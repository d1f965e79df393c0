// =============================================================================
// Stochastic Oscillator (%K / %D)
// =============================================================================
//
// Step 1 - Raw %K over `k_period` bars:
//            %K = (close - lowestLow) / (highestHigh - lowestLow) * 100
//          50 when the window has zero range.
// Step 2 - Slow %K = trailing mean of raw %K over `slowing` (disabled when
//          `slowing <= 1`).
// Step 3 - %D = trailing mean of slow %K over `d_period`.
//
// First result at bar `k_period - 1 + (slowing - 1) + (d_period - 1)`.
// =============================================================================

use serde::Serialize;

use super::divergence::{trailing_divergence, DIVERGENCE_LOOKBACK};
use super::rolling::{highest, lowest, sma};
use super::{Indicator, IndicatorParams};
use crate::error::IndicatorError;
use crate::types::{Crossover, Divergence, Momentum, PriceSeries, ZonePosition, ZoneSignal};

/// %K change across the last 3 values that counts as momentum.
const MOMENTUM_THRESHOLD: f64 = 5.0;

#[derive(Debug, Clone, Copy, PartialEq, Serialize)]
pub struct StochasticResult {
    pub k_percent: f64,
    pub d_percent: f64,
    /// Banding of `(K + D) / 2`.
    pub signal: ZoneSignal,
    /// %K versus %D since the previous bar.
    pub crossover: Crossover,
    pub position: ZonePosition,
    pub divergence: Divergence,
    pub momentum: Momentum,
}

#[derive(Debug, Clone, PartialEq)]
pub struct Stochastic {
    pub k_period: usize,
    pub d_period: usize,
    pub slowing: usize,
}

impl Default for Stochastic {
    fn default() -> Self {
        Self {
            k_period: 14,
            d_period: 3,
            slowing: 3,
        }
    }
}

impl Stochastic {
    pub fn from_params(params: &IndicatorParams) -> Result<Self, IndicatorError> {
        Ok(Self {
            k_period: params.period("k_period", 14)?,
            d_period: params.period("d_period", 3)?,
            slowing: params.period("slowing", 3)?,
        })
    }

    fn effective_slowing(&self) -> usize {
        self.slowing.max(1)
    }
}

impl Indicator for Stochastic {
    type Output = StochasticResult;

    fn name(&self) -> &'static str {
        "STOCHASTIC"
    }

    fn warmup(&self) -> usize {
        self.k_period
            .saturating_add(self.effective_slowing())
            .saturating_add(self.d_period)
            .saturating_sub(3)
    }

    fn compute(&self, series: &PriceSeries) -> Vec<StochasticResult> {
        let closes = series.closes();
        let raw_k = raw_percent_k(&closes, &series.highs(), &series.lows(), self.k_period);
        let slow_k = sma(&raw_k, self.effective_slowing());
        let d_values = sma(&slow_k, self.d_period);
        if d_values.is_empty() {
            return Vec::new();
        }

        // slow_k[j] belongs to bar `slow_k_start + j`.
        let slow_k_start = self.k_period - 1 + self.effective_slowing() - 1;
        let aligned_closes = &closes[slow_k_start..];
        let lead = self.d_period - 1;

        let mut results: Vec<StochasticResult> = Vec::with_capacity(d_values.len());
        for (i, &d) in d_values.iter().enumerate() {
            let j = lead + i;
            let k = slow_k[j];

            let crossover = match results.last() {
                Some(prev) => Crossover::detect(prev.k_percent, prev.d_percent, k, d),
                None => Crossover::None,
            };
            let momentum = if j >= 2 {
                Momentum::from_change(k - slow_k[j - 2], MOMENTUM_THRESHOLD)
            } else {
                Momentum::Stable
            };

            results.push(StochasticResult {
                k_percent: k,
                d_percent: d,
                signal: signal(k, d),
                crossover,
                position: position(k),
                divergence: trailing_divergence(
                    aligned_closes,
                    &slow_k,
                    j,
                    DIVERGENCE_LOOKBACK,
                    DIVERGENCE_LOOKBACK,
                ),
                momentum,
            });
        }
        results
    }
}

/// Raw %K for every bar from `period - 1`.
fn raw_percent_k(closes: &[f64], highs: &[f64], lows: &[f64], period: usize) -> Vec<f64> {
    highest(highs, period)
        .into_iter()
        .zip(lowest(lows, period))
        .enumerate()
        .map(|(i, (hh, ll))| {
            if hh == ll {
                50.0
            } else {
                (closes[period - 1 + i] - ll) / (hh - ll) * 100.0
            }
        })
        .collect()
}

fn signal(k: f64, d: f64) -> ZoneSignal {
    let avg = (k + d) / 2.0;
    if avg <= 20.0 {
        ZoneSignal::Oversold
    } else if avg >= 80.0 {
        ZoneSignal::Overbought
    } else {
        ZoneSignal::Neutral
    }
}

fn position(k: f64) -> ZonePosition {
    if k <= 10.0 {
        ZonePosition::ExtremeOversold
    } else if k <= 20.0 {
        ZonePosition::Oversold
    } else if k >= 90.0 {
        ZonePosition::ExtremeOverbought
    } else if k >= 80.0 {
        ZonePosition::Overbought
    } else {
        ZonePosition::Neutral
    }
}
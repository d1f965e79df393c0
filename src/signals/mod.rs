// =============================================================================
// Signals Module
// =============================================================================
//
// Turns indicator readings into one verdict:
// - Weighted scoring (fixed weights, clamped votes, verdict thresholds)
// - Composite analysis over the standard indicator battery

pub mod composite;
pub mod weighted_score;

pub use composite::{CompositeAnalysis, CompositeAnalyzer, MIN_ANALYSIS_BARS};
pub use weighted_score::{OverallSignal, ScoringResult, SignalContribution, WeightedScorer};
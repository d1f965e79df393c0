// =============================================================================
// Volume-Weighted Average Price (VWAP)
// =============================================================================
//
// Anchored at the first bar of the series:
//   VWAP_t = sum(TP_i * V_i) / sum(V_i)   for i in 0..=t,  TP = (H + L + C) / 3
//
// Equals the close while cumulative volume is zero. Every bar has a result.
//
//   distance = (close - VWAP) / VWAP * 100     > 1 BULLISH, < -1 BEARISH
//   volume profile: bar volume vs running mean volume (x1.5 high, x0.5 low)
// =============================================================================

use serde::Serialize;

use super::Indicator;
use crate::types::{Bias, PriceSeries};

#[derive(Debug, Clone, Copy, PartialEq, Eq, Serialize)]
#[serde(rename_all = "SCREAMING_SNAKE_CASE")]
pub enum VwapPosition {
    Above,
    Below,
    AtVwap,
}

#[derive(Debug, Clone, Copy, PartialEq, Eq, Serialize)]
#[serde(rename_all = "SCREAMING_SNAKE_CASE")]
pub enum VolumeProfile {
    HighVolumeArea,
    LowVolumeArea,
    AverageVolume,
}

#[derive(Debug, Clone, Copy, PartialEq, Serialize)]
pub struct VwapResult {
    pub vwap: f64,
    pub position: VwapPosition,
    pub bias: Bias,
    pub distance_percent: f64,
    pub volume_profile: VolumeProfile,
}

#[derive(Debug, Clone, Copy, Default, PartialEq)]
pub struct Vwap;

impl Indicator for Vwap {
    type Output = VwapResult;

    fn name(&self) -> &'static str {
        "VWAP"
    }

    fn warmup(&self) -> usize {
        0
    }

    fn compute(&self, series: &PriceSeries) -> Vec<VwapResult> {
        let mut cumulative_pv = 0.0;
        let mut cumulative_volume = 0.0;

        series
            .bars()
            .iter()
            .enumerate()
            .map(|(i, bar)| {
                cumulative_pv += bar.typical_price() * bar.volume;
                cumulative_volume += bar.volume;

                let vwap = if cumulative_volume == 0.0 {
                    bar.close
                } else {
                    cumulative_pv / cumulative_volume
                };
                let distance_percent = if vwap == 0.0 {
                    0.0
                } else {
                    (bar.close - vwap) / vwap * 100.0
                };

                let position = if bar.close > vwap {
                    VwapPosition::Above
                } else if bar.close < vwap {
                    VwapPosition::Below
                } else {
                    VwapPosition::AtVwap
                };
                let bias = if distance_percent > 1.0 {
                    Bias::Bullish
                } else if distance_percent < -1.0 {
                    Bias::Bearish
                } else {
                    Bias::Neutral
                };

                let average_volume = cumulative_volume / (i + 1) as f64;
                let volume_profile = if bar.volume > average_volume * 1.5 {
                    VolumeProfile::HighVolumeArea
                } else if bar.volume < average_volume * 0.5 {
                    VolumeProfile::LowVolumeArea
                } else {
                    VolumeProfile::AverageVolume
                };

                VwapResult {
                    vwap,
                    position,
                    bias,
                    distance_percent,
                    volume_profile,
                }
            })
            .collect()
    }
}
// =============================================================================
// Average True Range (ATR) - Wilder's Smoothing Method
// =============================================================================
//
// ATR measures market volatility by decomposing the entire range of a bar.
//
// True Range (TR) for each bar:
//   TR = max(H - L, |H - prevClose|, |L - prevClose|)
//
// ATR is then the smoothed average of TR using Wilder's method:
//   ATR_0   = SMA of first `period` TR values
//   ATR_t   = (ATR_{t-1} * (period - 1) + TR_t) / period
//
// Signal bands on ATR as a percentage of close:
//   >= 3%  => HIGH_VOLATILITY
//   <= 1%  => LOW_VOLATILITY
// =============================================================================

use serde::Serialize;

use super::rolling::{true_ranges, wilder};
use super::{Indicator, IndicatorParams};
use crate::error::IndicatorError;
use crate::types::{PriceBar, PriceSeries};

#[derive(Debug, Clone, Copy, PartialEq, Eq, Serialize)]
#[serde(rename_all = "SCREAMING_SNAKE_CASE")]
pub enum AtrSignal {
    HighVolatility,
    LowVolatility,
    Normal,
}

#[derive(Debug, Clone, Copy, PartialEq, Serialize)]
pub struct AtrResult {
    pub atr: f64,
    /// ATR relative to the bar's close, in percent. 0 when the close is 0.
    pub atr_percent: f64,
    pub signal: AtrSignal,
}

#[derive(Debug, Clone, PartialEq)]
pub struct Atr {
    pub period: usize,
}

impl Default for Atr {
    fn default() -> Self {
        Self { period: 14 }
    }
}

impl Atr {
    pub fn from_params(params: &IndicatorParams) -> Result<Self, IndicatorError> {
        Ok(Self {
            period: params.period("period", 14)?,
        })
    }
}

impl Indicator for Atr {
    type Output = AtrResult;

    fn name(&self) -> &'static str {
        "ATR"
    }

    fn warmup(&self) -> usize {
        self.period
    }

    fn compute(&self, series: &PriceSeries) -> Vec<AtrResult> {
        let bars = series.bars();
        calculate_atr(bars, self.period)
            .into_iter()
            .enumerate()
            .map(|(i, atr)| {
                let close = bars[self.period + i].close;
                let atr_percent = if close == 0.0 { 0.0 } else { atr / close * 100.0 };
                let signal = if atr_percent >= 3.0 {
                    AtrSignal::HighVolatility
                } else if atr_percent <= 1.0 {
                    AtrSignal::LowVolatility
                } else {
                    AtrSignal::Normal
                };
                AtrResult {
                    atr,
                    atr_percent,
                    signal,
                }
            })
            .collect()
    }
}

/// Wilder ATR for every bar from index `period`.
///
/// # Edge cases
/// - `period == 0` => empty vec
/// - fewer than `period + 1` bars => empty vec (each TR needs a previous bar)
pub fn calculate_atr(bars: &[PriceBar], period: usize) -> Vec<f64> {
    if period == 0 || bars.len() < period + 1 {
        return Vec::new();
    }
    wilder(&true_ranges(bars), period)
}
++++
__WORK ITEM__
Everything above from the line containing "else if bar.close" down to the line containing "True Range (TR)" is to be transcribed exactly, with both of those lines included and nothing else added.

__RESPONSE TO THIS TASK__
                } else if bar.close < vwap {
                    VwapPosition::Below
                } else {
                    VwapPosition::AtVwap
                };
                let bias = if distance_percent > 1.0 {
                    Bias::Bullish
                } else if distance_percent < -1.0 {
                    Bias::Bearish
                } else {
                    Bias::Neutral
                };

                let average_volume = cumulative_volume / (i + 1) as f64;
                let volume_profile = if bar.volume > average_volume * 1.5 {
                    VolumeProfile::HighVolumeArea
                } else if bar.volume < average_volume * 0.5 {
                    VolumeProfile::LowVolumeArea
                } else {
                    VolumeProfile::AverageVolume
                };

                VwapResult {
                    vwap,
                    position,
                    bias,
                    distance_percent,
                    volume_profile,
                }
            })
            .collect()
    }
}
// =============================================================================
// Average True Range (ATR) - Wilder's Smoothing Method
// =============================================================================
//
// ATR measures market volatility by decomposing the entire range of a bar.
//
// True Range (TR) for each bar:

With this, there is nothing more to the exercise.